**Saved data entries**
Start of Block

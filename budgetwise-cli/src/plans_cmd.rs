use anyhow::{Context, Result};
use budgetwise_core::plans::{BillingPeriod, Feature, Plan, SubscriptionTier, can_use, format_price, upgrade_suggestions};
use budgetwise_core::trial::{self, TrialStatus};
use chrono::{DateTime, Utc};
use clap::Subcommand;

use crate::config::Config;

#[derive(Subcommand, Debug)]
pub enum PlansCommand {
    /// List every plan with prices and limits
    List,

    /// Check whether a tier includes a feature
    Check {
        /// e.g. ai-insights, family-sharing, tax-optimization
        feature: String,

        /// Tier to check (default: config plan.tier)
        #[arg(long)]
        tier: Option<String>,
    },

    /// Plans above the current tier
    Upgrades {
        #[arg(long)]
        tier: Option<String>,
    },
}

#[derive(Subcommand, Debug)]
pub enum TrialCommand {
    /// Show free-trial status and the message a user would see
    Status {
        /// Trial end, RFC 3339 (default: config plan.trial_ends)
        #[arg(long)]
        ends: Option<String>,
    },
}

pub fn run_plans(command: PlansCommand, cfg: &Config) -> Result<()> {
    match command {
        PlansCommand::List => {
            for plan in Plan::all() {
                print!("{}", render_plan(&plan, cfg.plan.tier));
            }
        }

        PlansCommand::Check { feature, tier } => {
            let feature: Feature = feature.parse()?;
            let tier = resolve_tier(tier, cfg)?;
            println!("{}", describe_access(tier, feature));
        }

        PlansCommand::Upgrades { tier } => {
            let tier = resolve_tier(tier, cfg)?;
            let ups = upgrade_suggestions(tier);
            if ups.is_empty() {
                println!("{} is the top plan.", tier.display_name());
            }
            for plan in ups {
                println!(
                    "- {} ({}) {} or {}",
                    plan.name(),
                    plan.tier,
                    format_price(plan.price.monthly, BillingPeriod::Monthly),
                    format_price(plan.price.yearly, BillingPeriod::Yearly),
                );
            }
        }
    }
    Ok(())
}

pub fn run_trial(command: TrialCommand, cfg: &Config) -> Result<()> {
    match command {
        TrialCommand::Status { ends } => {
            let end = match ends {
                Some(s) => Some(
                    DateTime::parse_from_rfc3339(&s)
                        .with_context(|| format!("parse --ends {}", s))?
                        .with_timezone(&Utc),
                ),
                None => cfg.plan.trial_ends,
            };
            println!("{}", describe_trial(end, Utc::now()));
        }
    }
    Ok(())
}

fn resolve_tier(tier: Option<String>, cfg: &Config) -> Result<SubscriptionTier> {
    match tier {
        Some(t) => Ok(t.parse()?),
        None => Ok(cfg.plan.tier),
    }
}

fn limit(v: Option<u32>) -> String {
    v.map(|n| n.to_string()).unwrap_or_else(|| "unlimited".to_string())
}

pub fn render_plan(plan: &Plan, current: SubscriptionTier) -> String {
    let marker = if plan.tier == current { " (current)" } else { "" };
    let mut s = format!(
        "{} [{}]{}: {} or {}, saves ${:.2}/yr on yearly billing\n",
        plan.name(),
        plan.tier,
        marker,
        format_price(plan.price.monthly, BillingPeriod::Monthly),
        format_price(plan.price.yearly, BillingPeriod::Yearly),
        plan.annual_savings()
    );
    let l = &plan.limits;
    s.push_str(&format!(
        "  accounts={} receipts/month={} investments={} devices={}\n",
        limit(l.accounts),
        limit(l.receipts_per_month),
        limit(l.investments),
        limit(l.max_devices)
    ));
    let features: Vec<&str> = Feature::ALL
        .iter()
        .filter(|f| plan.enables(**f))
        .map(|f| f.slug())
        .collect();
    s.push_str(&format!("  features: {}\n", features.join(", ")));
    s
}

pub fn describe_access(tier: SubscriptionTier, feature: Feature) -> String {
    let needed = feature.minimum_tier();
    if can_use(tier, feature) {
        format!("{} is included in {} ({})", feature, tier.display_name(), tier)
    } else {
        format!(
            "{} needs {} ({}) or higher; current plan is {} ({})",
            feature,
            needed.display_name(),
            needed,
            tier.display_name(),
            tier
        )
    }
}

pub fn describe_trial(end: Option<DateTime<Utc>>, now: DateTime<Utc>) -> String {
    match (trial::trial_status(end, now), end) {
        (TrialStatus::Active { .. }, Some(e)) => format!(
            "{}\n{}",
            trial::format_time_remaining(e, now),
            trial::encouragement_message(end, now)
        ),
        (TrialStatus::Expired { .. }, _) => {
            let mut s = trial::expiration_message(end, now);
            if s.is_empty() {
                s = "Trial expired".to_string();
            }
            if trial::should_show_reminder(end, now) {
                s.push_str("\n(reminder window open)");
            }
            s
        }
        _ => "No trial on record".to_string(),
    }
}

End of Block

**Requirement**
Restate every entry above exactly as it stands.

**Answer**
filename budgetwise-cli/src/plans_cmd.rs
use anyhow::{Context, Result};
use budgetwise_core::plans::{BillingPeriod, Feature, Plan, SubscriptionTier, can_use, format_price, upgrade_suggestions};
use budgetwise_core::trial::{self, TrialStatus};
use chrono::{DateTime, Utc};
use clap::Subcommand;

use crate::config::Config;

#[derive(Subcommand, Debug)]
pub enum PlansCommand {
    /// List every plan with prices and limits
    List,

    /// Check whether a tier includes a feature
    Check {
        /// e.g. ai-insights, family-sharing, tax-optimization
        feature: String,

        /// Tier to check (default: config plan.tier)
        #[arg(long)]
        tier: Option<String>,
    },

    /// Plans above the current tier
    Upgrades {
        #[arg(long)]
        tier: Option<String>,
    },
}

#[derive(Subcommand, Debug)]
pub enum TrialCommand {
    /// Show free-trial status and the message a user would see
    Status {
        /// Trial end, RFC 3339 (default: config plan.trial_ends)
        #[arg(long)]
        ends: Option<String>,
    },
}

pub fn run_plans(command: PlansCommand, cfg: &Config) -> Result<()> {
    match command {
        PlansCommand::List => {
            for plan in Plan::all() {
                print!("{}", render_plan(&plan, cfg.plan.tier));
            }
        }

        PlansCommand::Check { feature, tier } => {
            let feature: Feature = feature.parse()?;
            let tier = resolve_tier(tier, cfg)?;
            println!("{}", describe_access(tier, feature));
        }

        PlansCommand::Upgrades { tier } => {
            let tier = resolve_tier(tier, cfg)?;
            let ups = upgrade_suggestions(tier);
            if ups.is_empty() {
                println!("{} is the top plan.", tier.display_name());
            }
            for plan in ups {
                println!(
                    "- {} ({}) {} or {}",
                    plan.name(),
                    plan.tier,
                    format_price(plan.price.monthly, BillingPeriod::Monthly),
                    format_price(plan.price.yearly, BillingPeriod::Yearly),
                );
            }
        }
    }
    Ok(())
}

pub fn run_trial(command: TrialCommand, cfg: &Config) -> Result<()> {
    match command {
        TrialCommand::Status { ends } => {
            let end = match ends {
                Some(s) => Some(
                    DateTime::parse_from_rfc3339(&s)
                        .with_context(|| format!("parse --ends {}", s))?
                        .with_timezone(&Utc),
                ),
                None => cfg.plan.trial_ends,
            };
            println!("{}", describe_trial(end, Utc::now()));
        }
    }
    Ok(())
}

fn resolve_tier(tier: Option<String>, cfg: &Config) -> Result<SubscriptionTier> {
    match tier {
        Some(t) => Ok(t.parse()?),
        None => Ok(cfg.plan.tier),
    }
}

fn limit(v: Option<u32>) -> String {
    v.map(|n| n.to_string()).unwrap_or_else(|| "unlimited".to_string())
}

pub fn render_plan(plan: &Plan, current: SubscriptionTier) -> String {
    let marker = if plan.tier == current { " (current)" } else { "" };
    let mut s = format!(
        "{} [{}]{}: {} or {}, saves ${:.2}/yr on yearly billing\n",
        plan.name(),
        plan.tier,
        marker,
        format_price(plan.price.monthly, BillingPeriod::Monthly),
        format_price(plan.price.yearly, BillingPeriod::Yearly),
        plan.annual_savings()
    );
    let l = &plan.limits;
    s.push_str(&format!(
        "  accounts={} receipts/month={} investments={} devices={}\n",
        limit(l.accounts),
        limit(l.receipts_per_month),
        limit(l.investments),
        limit(l.max_devices)
    ));
    let features: Vec<&str> = Feature::ALL
        .iter()
        .filter(|f| plan.enables(**f))
        .map(|f| f.slug())
        .collect();
    s.push_str(&format!("  features: {}\n", features.join(", ")));
    s
}

pub fn describe_access(tier: SubscriptionTier, feature: Feature) -> String {
    let needed = feature.minimum_tier();
    if can_use(tier, feature) {
        format!("{} is included in {} ({})", feature, tier.display_name(), tier)
    } else {
        format!(
            "{} needs {} ({}) or higher; current plan is {} ({})",
            feature,
            needed.display_name(),
            needed,
            tier.display_name(),
            tier
        )
    }
}

pub fn describe_trial(end: Option<DateTime<Utc>>, now: DateTime<Utc>) -> String {
    match (trial::trial_status(end, now), end) {
        (TrialStatus::Active { .. }, Some(e)) => format!(
            "{}\n{}",
            trial::format_time_remaining(e, now),
            trial::encouragement_message(end, now)
        ),
        (TrialStatus::Expired { .. }, _) => {
            let mut s = trial::expiration_message(end, now);
            if s.is_empty() {
                s = "Trial expired".to_string();
            }
            if trial::should_show_reminder(end, now) {
                s.push_str("\n(reminder window open)");
            }
            s
        }
        _ => "No trial on record".to_string(),
    }
}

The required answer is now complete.